One of the apparent paradoxes associated with
human society is its diversity in both goals and means. Subgroups
often tend to disagree significantly. Different individuals,
different political parties, different companies, employers and
employee, etc., create a complex network of contradicting means
and goals. We shall argue that this divergence is not a liability
or even an inconvenience, but is of vital importance and inherent
survival value.
In addition, many problems of the survival
of human society, or even confronting large companies, are of
a nature where the complexity and the magnitude of the issues
involved are of too large of an extent be defined and understood
by a single coherent organization - and much less by the individuals.
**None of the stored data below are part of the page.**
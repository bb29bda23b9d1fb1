// edgesite-core: Reconciliation engine between declared site configuration
// and the control-plane (edgesite-api).
//
// Flow for one site: validate -> resolve default slot -> (reassign) ->
// update range and interface -> hydrate observed state.

pub mod apply;
pub mod config;
pub mod control;
pub mod convert;
pub mod error;
pub mod hydrate;
pub mod model;
pub mod normalize;
pub mod reassign;
pub mod reconcile;
pub mod resolve;
pub mod subnet;
pub mod validate;

// ── Primary re-exports ──────────────────────────────────────────────
pub use config::{ClientConfig, TlsVerification};
pub use control::ControlPlane;
pub use error::{AddressError, CoreError, Step, ValidationError};
pub use reassign::{Reassignment, Stage};
pub use reconcile::{Convergence, Phase, Plan, Reconciler};
pub use resolve::{ResolutionSource, ResolvedSlot, SlotSurvey};
pub use validate::{DesiredState, validate};

// Re-export model types at the crate root for ergonomics.
pub use model::{
    ConnectionType, DestinationRole, DhcpConfig, DhcpSettings, DhcpType, InterfaceSlot,
    NativeRangeConfig, RelayGroupRef, SiteConfig, SiteLocation, SlotIndex,
};
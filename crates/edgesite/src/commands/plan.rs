//! `plan`: resolve the current default slot and report the stages an
//! apply would run, without changing anything.

use serde::Serialize;

use edgesite_api::ControlPlaneClient;
use edgesite_core::{Plan, Reconciler};

use crate::cli::{GlobalOpts, PlanArgs};
use crate::error::CliError;
use crate::output;

use super::util;

#[derive(Serialize)]
struct PlanView {
    site_id: String,
    site_name: String,
    current_slot: String,
    resolved_by: String,
    target_slot: String,
    reassignment: Vec<String>,
    location_update: bool,
}

impl From<&Plan> for PlanView {
    fn from(p: &Plan) -> Self {
        Self {
            site_id: p.site_id.clone(),
            site_name: p.site_name.clone(),
            current_slot: p.current.index().to_string(),
            resolved_by: p.current.source.to_string(),
            target_slot: p.target.to_string(),
            reassignment: p
                .reassignment
                .as_ref()
                .map(|r| r.stages.iter().map(ToString::to_string).collect())
                .unwrap_or_default(),
            location_update: p.location_update,
        }
    }
}

fn detail(v: &PlanView, color: bool) -> String {
    let mut lines = vec![
        format!("Site:     {} ({})", v.site_name, v.site_id),
        format!(
            "Default:  {} (resolved by {})",
            output::accent(&v.current_slot, color),
            v.resolved_by
        ),
    ];
    if v.reassignment.is_empty() {
        lines.push(format!("Target:   {} (no reassignment)", v.target_slot));
    } else {
        lines.push(format!(
            "Target:   {}",
            output::warning(&format!("{} (reassignment)", v.target_slot), color)
        ));
        for (n, stage) in v.reassignment.iter().enumerate() {
            lines.push(format!("  {}. {stage}", n + 1));
        }
    }
    if v.location_update {
        lines.push("Location: will be updated".into());
    }
    lines.join("\n")
}

pub async fn handle(
    reconciler: &Reconciler<ControlPlaneClient>,
    args: PlanArgs,
    global: &GlobalOpts,
) -> Result<(), CliError> {
    let declared = util::read_declared(&args.declared.file)?;
    let prior = match args.state {
        Some(ref path) => util::read_state(path)?,
        None => None,
    };

    let plan = reconciler.plan(&declared, prior.as_ref()).await?;
    let view = PlanView::from(&plan);
    let color = output::should_color(global.color);
    let out = output::render_single(global.output, &view, |v| detail(v, color))?;
    output::print_output(&out, global.quiet);
    Ok(())
}
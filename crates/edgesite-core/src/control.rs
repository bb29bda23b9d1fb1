// ── Control-plane seam ──
//
// The set of remote operations the reconciliation engine consumes.
// `ControlPlaneClient` implements it over HTTP; tests drive the engine
// with an in-memory implementation.

use edgesite_api::types::{
    InterfaceSlot, InterfaceUpdate, NativeRange, NativeRangeUpdate, RelayGroup,
    SiteGeneralDetailsUpdate, SiteSnapshot,
};
use edgesite_api::{ControlPlaneClient, Error};

/// Remote operations consumed by [`Reconciler`](crate::Reconciler).
///
/// Each method is one remote call. Implementations must not retry.
#[allow(async_fn_in_trait)]
pub trait ControlPlane {
    async fn get_site(&self, site_id: &str) -> Result<SiteSnapshot, Error>;

    async fn list_interfaces(
        &self,
        site_id: &str,
        connection_type: &str,
    ) -> Result<Vec<InterfaceSlot>, Error>;

    async fn list_lag_members(&self, site_id: &str) -> Result<Vec<InterfaceSlot>, Error>;

    async fn update_interface(
        &self,
        site_id: &str,
        index: &str,
        body: &InterfaceUpdate,
    ) -> Result<(), Error>;

    async fn get_native_range(&self, site_id: &str) -> Result<NativeRange, Error>;

    async fn update_native_range(
        &self,
        range_id: &str,
        body: &NativeRangeUpdate,
    ) -> Result<(), Error>;

    async fn find_relay_groups(&self, name: &str) -> Result<Vec<RelayGroup>, Error>;

    async fn update_site_general_details(
        &self,
        site_id: &str,
        body: &SiteGeneralDetailsUpdate,
    ) -> Result<(), Error>;

    async fn remove_site(&self, site_id: &str) -> Result<(), Error>;
}

impl ControlPlane for ControlPlaneClient {
    async fn get_site(&self, site_id: &str) -> Result<SiteSnapshot, Error> {
        ControlPlaneClient::get_site(self, site_id).await
    }

    async fn list_interfaces(
        &self,
        site_id: &str,
        connection_type: &str,
    ) -> Result<Vec<InterfaceSlot>, Error> {
        Ok(ControlPlaneClient::list_interfaces(self, site_id, connection_type)
            .await?
            .items)
    }

    async fn list_lag_members(&self, site_id: &str) -> Result<Vec<InterfaceSlot>, Error> {
        Ok(ControlPlaneClient::list_lag_members(self, site_id).await?.items)
    }

    async fn update_interface(
        &self,
        site_id: &str,
        index: &str,
        body: &InterfaceUpdate,
    ) -> Result<(), Error> {
        ControlPlaneClient::update_interface(self, site_id, index, body).await?;
        Ok(())
    }

    async fn get_native_range(&self, site_id: &str) -> Result<NativeRange, Error> {
        ControlPlaneClient::get_native_range(self, site_id).await
    }

    async fn update_native_range(
        &self,
        range_id: &str,
        body: &NativeRangeUpdate,
    ) -> Result<(), Error> {
        ControlPlaneClient::update_native_range(self, range_id, body).await?;
        Ok(())
    }

    async fn find_relay_groups(&self, name: &str) -> Result<Vec<RelayGroup>, Error> {
        Ok(ControlPlaneClient::find_relay_groups(self, name).await?.items)
    }

    async fn update_site_general_details(
        &self,
        site_id: &str,
        body: &SiteGeneralDetailsUpdate,
    ) -> Result<(), Error> {
        ControlPlaneClient::update_site_general_details(self, site_id, body).await
    }

    async fn remove_site(&self, site_id: &str) -> Result<(), Error> {
        ControlPlaneClient::remove_site(self, site_id).await
    }
}
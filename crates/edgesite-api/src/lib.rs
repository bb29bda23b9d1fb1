// edgesite-api: Async Rust client for the edge-site control-plane API

pub mod client;
pub mod error;
pub mod transport;
pub mod types;

pub use client::ControlPlaneClient;
pub use error::Error;
pub use transport::{TlsMode, TransportConfig};
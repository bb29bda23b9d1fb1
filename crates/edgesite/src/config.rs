//! CLI configuration: a thin layer over `edgesite_config` that applies
//! `GlobalOpts` overrides (--endpoint, --account, --api-key, ...).

use std::time::Duration;

use secrecy::SecretString;

use edgesite_core::{ClientConfig, TlsVerification};

use crate::cli::GlobalOpts;
use crate::error::CliError;

pub use edgesite_config::{
    Config, KEYRING_SERVICE, Profile, config_path, load_config, save_config,
};

/// Resolve the active profile name from CLI flags and config.
pub fn active_profile_name(global: &GlobalOpts, config: &Config) -> String {
    global
        .profile
        .clone()
        .or_else(|| config.default_profile.clone())
        .unwrap_or_else(|| "default".into())
}

/// Build the client configuration for this invocation.
///
/// Flags win over the profile. Without a profile, the endpoint, account
/// and API key must all come from flags or the environment.
pub fn client_config(global: &GlobalOpts) -> Result<ClientConfig, CliError> {
    let cfg = load_config()?;
    let profile_name = active_profile_name(global, &cfg);
    let profile = cfg.profiles.get(&profile_name);

    if profile.is_none() && global.profile.is_some() {
        let mut available: Vec<_> = cfg.profiles.keys().cloned().collect();
        available.sort();
        return Err(CliError::ProfileNotFound {
            name: profile_name,
            available: if available.is_empty() {
                "(none)".into()
            } else {
                available.join(", ")
            },
        });
    }

    let endpoint = global
        .endpoint
        .as_deref()
        .or(profile.map(|p| p.endpoint.as_str()))
        .ok_or_else(|| CliError::Validation {
            field: "endpoint".into(),
            reason: format!(
                "no endpoint given and no profile '{profile_name}' in {}",
                config_path().display()
            ),
        })?;
    let endpoint = edgesite_config::parse_endpoint(endpoint)?;

    let account_id = global
        .account
        .clone()
        .or_else(|| profile.map(|p| p.account_id.clone()))
        .filter(|a| !a.trim().is_empty())
        .ok_or_else(|| CliError::Validation {
            field: "account".into(),
            reason: "no account id given".into(),
        })?;

    let api_key = resolve_api_key_with_flag(profile, &profile_name, global)?;

    let tls = if global.insecure {
        TlsVerification::DangerAcceptInvalid
    } else {
        profile.map_or_else(
            || {
                if cfg.defaults.insecure {
                    TlsVerification::DangerAcceptInvalid
                } else {
                    TlsVerification::SystemDefaults
                }
            },
            |p| edgesite_config::tls_for(p, &cfg.defaults),
        )
    };

    let timeout = global
        .timeout
        .or_else(|| profile.and_then(|p| p.timeout))
        .unwrap_or(cfg.defaults.timeout);

    Ok(ClientConfig {
        endpoint,
        account_id,
        api_key,
        tls,
        timeout: Duration::from_secs(timeout),
    })
}

/// The `--api-key` flag first, then the profile's credential chain.
fn resolve_api_key_with_flag(
    profile: Option<&Profile>,
    profile_name: &str,
    global: &GlobalOpts,
) -> Result<SecretString, CliError> {
    if let Some(ref key) = global.api_key {
        return Ok(SecretString::from(key.clone()));
    }
    match profile {
        Some(p) => Ok(edgesite_config::resolve_api_key(p, profile_name)?),
        None => Err(CliError::NoCredentials {
            profile: profile_name.into(),
        }),
    }
}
An example is the dynamics of the world economy. Nobody fully
understands what is going on, even though it impacts us all,
and the need for understanding is great. A loosely coupled network
of cooperating and competing organizations has for thousands
of years sorted out these problems and eventually generated solutions
- our survival is proof of the success of the process. Individuals
of course play a vital role in this process, but the emergent
dynamics of the society is, more times than not, out of the control
of any individual. Our society is a self-organizing system which
involves many individuals and organizations at the "controls."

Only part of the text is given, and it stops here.